Après une décennie consacrée à documenter les conflits au Liban, en Syrie, en Libye, en Palestine, au Kurdistan, en Egypte, en Iran, au Sahara Occidental, Jocelyne Saab éprouve le besoin de déplacer son rapport à la caméra. Les images documentaires accumulées depuis 1975 ont permis de préserver les traces d’une histoire en train de s’écrire, mais elles rencontrent aussi leurs propres limites face aux expériences de la guerre les plus intimes. Après avoir filmé la destruction, les morts et les résistances pendant près de dix ans, Jocelyne Saab veut raconter ce qui survit à la guerre : les émotions, les désirs, les rêves et les élans de liberté.

Son premier long métrage de fiction Ghazl al-Banat (1985) est tourné à Beyrouth — alors que le pays demeure profondément marqué par la guerre civile — au milieu des ruines, faisant de celles-ci non pas un décor reconstitué, mais le témoignage d’un territoire soumis au conflit. Ainsi, Jocelyne Saab ne rompt pas avec le documentaire, elle en prolonge les questionnements en cherchant une forme qui puisse saisir les dimensions sensibles et imaginaires de l’histoire ; une forme qui puisse reconstruire la mémoire par l’image.


À travers le parcours d’une adolescente qui découvre les formes de son émancipation dans un Beyrouth fragmentée, Ghazl al-Banat donne à voir une génération née avec la guerre, dont les chemins se construisent au milieu des lignes de démarcation, des bâtiments éventrés et des absences. Le film est présenté à la Quinzaine des Réalisateurs du Festival de Cannes en 1985, et marque une étape décisive dans la reconnaissance internationale du travail cinématographique de Jocelyne Saab.
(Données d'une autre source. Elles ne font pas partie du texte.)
//! # json2yaml
//!
//! Pure-Rust transcoder from **JSON** to **YAML** block style.
//!
//! JSON is parsed with `serde_json` and written with `serde_yaml`. The
//! transcoder keeps mapping keys in the order they appear in the source
//! document, writes non-ASCII text literally, keeps integers (of any width)
//! and floats distinct, and quotes any string a YAML reader would otherwise
//! take for a null, boolean, or number. Key order and the nesting limit are
//! set through an explicit [`EmitOptions`] value rather than global settings.
//!
//! ## Quick start
//!
//! ```rust
//! use json2yaml::{encode, encode_with, EmitOptions};
//!
//! let json = r#"{"b":1,"a":"héllo","flag":"true","ratio":3.0}"#;
//! let yaml = encode(json).unwrap();
//! assert_eq!(yaml, "b: 1\na: héllo\nflag: 'true'\nratio: 3.0\n");
//!
//! let sorted = encode_with(json, &EmitOptions::default().with_sort_keys(true)).unwrap();
//! assert!(sorted.starts_with("a: héllo\nb: 1\n"));
//! ```
//!
//! ## Modules
//!
//! - [`types`] — `Node`, the value tree lowered from parsed JSON
//! - [`options`] — `EmitOptions`, the serializer policy
//! - [`encoder`] — value tree → YAML text (`emit`, `encode*`)
//! - [`convert`] — JSON file → YAML file (`convert_file`)
//! - [`error`] — Error types for read/parse/emit/write failures

pub mod convert;
pub mod encoder;
pub mod error;
pub mod options;
pub mod types;

pub use convert::{convert_file, read_input, ConvertSummary, DEFAULT_INPUT, DEFAULT_OUTPUT};
pub use encoder::{emit, encode, encode_value, encode_with};
pub use error::{Result, TranscodeError};
pub use options::{EmitOptions, DEFAULT_MAX_DEPTH};
pub use types::Node;
//! YAML Encoder — converts a JSON value tree into a YAML block-style document.
//!
//! Serialization is done by `serde_yaml` over the [`Node`] tree, so key order is
//! whatever order the `Node::Mapping` entries are in. [`EmitOptions`] is applied
//! to the tree before it is handed over:
//!
//! - **Key order**: source order, or byte order when `sort_keys` is set
//! - **Depth**: trees nested deeper than `max_depth` are rejected
//!
//! Everything else follows from `serde_yaml`: block layout with `{}`/`[]` for
//! empty collections, indentless sequences under keys, literal non-ASCII text
//! (characters beyond the Basic Multilingual Plane come out escaped),
//! and single quotes around strings that would otherwise read back as null, a
//! boolean, or a number.
//!
//! # Example
//! ```
//! use json2yaml::encode;
//! let json = r#"{"paths":{},"info":{"title":"API","version":"1.0"}}"#;
//! let yaml = encode(json).unwrap();
//! assert_eq!(yaml, "paths: {}\ninfo:\n  title: API\n  version: '1.0'\n");
//! ```

use crate::error::{Result, TranscodeError};
use crate::options::EmitOptions;
use crate::types::Node;
use serde_json::Value;
use std::borrow::Cow;

/// Encode a JSON string into YAML using the default policy.
///
/// Parses the input as JSON, then emits the value tree. Returns
/// [`TranscodeError::MalformedInput`] if the input is not valid JSON.
pub fn encode(json: &str) -> Result<String> {
    encode_with(json, &EmitOptions::default())
}

/// Encode a JSON string into YAML with explicit options.
pub fn encode_with(json: &str, options: &EmitOptions) -> Result<String> {
    let value: Value = serde_json::from_str(json)?;
    encode_value(&value, options)
}

/// Encode an already-parsed JSON value into YAML.
pub fn encode_value(value: &Value, options: &EmitOptions) -> Result<String> {
    let node = Node::from_json(value, options.max_depth)?;
    emit(&node, options)
}

/// Emit a value tree as a YAML document. The result always ends with a newline.
///
/// Fails with [`TranscodeError::RecursionLimitExceeded`] for trees nested deeper
/// than `options.max_depth`, and with [`TranscodeError::Emit`] if the serializer
/// rejects the tree.
pub fn emit(node: &Node, options: &EmitOptions) -> Result<String> {
    if node.depth() > options.max_depth {
        return Err(TranscodeError::RecursionLimitExceeded {
            limit: options.max_depth,
        });
    }

    let node = if options.sort_keys {
        let mut sorted = node.clone();
        sorted.sort_keys();
        Cow::Owned(sorted)
    } else {
        Cow::Borrowed(node)
    };

    Ok(serde_yaml::to_string(&*node)?)
}
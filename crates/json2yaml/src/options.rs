//! Serializer settings passed explicitly into every transcoding call.

/// Nesting limit applied when no other limit is configured.
pub const DEFAULT_MAX_DEPTH: usize = 256;

/// Immutable YAML emission policy.
///
/// The default is the conversion policy of the tool: mapping keys keep their
/// source order. Non-ASCII text is always written literally.
///
/// ```
/// use json2yaml::EmitOptions;
/// let opts = EmitOptions::default().with_sort_keys(true).with_max_depth(16);
/// assert!(opts.sort_keys);
/// assert_eq!(opts.max_depth, 16);
/// ```
#[derive(Debug, Clone, Copy, PartialEq, Eq)]
pub struct EmitOptions {
    /// Emit mapping keys in byte order instead of source order.
    pub sort_keys: bool,
    /// Maximum collection nesting before emission fails.
    pub max_depth: usize,
}

impl Default for EmitOptions {
    fn default() -> Self {
        Self {
            sort_keys: false,
            max_depth: DEFAULT_MAX_DEPTH,
        }
    }
}

impl EmitOptions {
    pub fn with_sort_keys(mut self, sort_keys: bool) -> Self {
        self.sort_keys = sort_keys;
        self
    }

    pub fn with_max_depth(mut self, max_depth: usize) -> Self {
        self.max_depth = max_depth;
        self
    }
}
En choisissant une jeune fille comme personnage principal, Jocelyne Saab poursuit l’attention qu’elle portait déjà à l’enfance confrontée aux conflits, tout en ouvrant son cinéma à de nouvelles questions liées au corps féminin. Elle continue aussi de refuser les représentations misérabilistes de la guerre, en filmant une jeunesse qui continue d’aimer et de rêver malgré les violences qui l’entourent. Fidèle à son regard de documentariste, elle conserve une caméra mobile attentive aux gestes et aux présences.


Avec Ghazl al-Banat, la fiction vient prolonger la réflexion sur les traces laissées par l’histoire, les survivances de la guerre et les possibilités de transmission qu’offre le cinéma. Beyrouth n’y est plus seulement le théâtre des événements : la ville devient un véritable personnage, traversé par les mémoires, les blessures et les aspirations de celles et ceux qui l’habitent.

Le film manifeste le renouvellement du langage cinématographique de Jocelyne Saab — qui se situera progressivement à la frontière du documentaire, de la fiction et de l’essai visuel — fondé sur une conviction qui l’accompagnera jusqu’à la fin de sa vie : certaines vérités de la guerre ne peuvent être transmises qu’à travers la fiction, parce que les images ne servent pas seulement à documenter les événements, mais aussi à préserver ce qui résiste à l’histoire.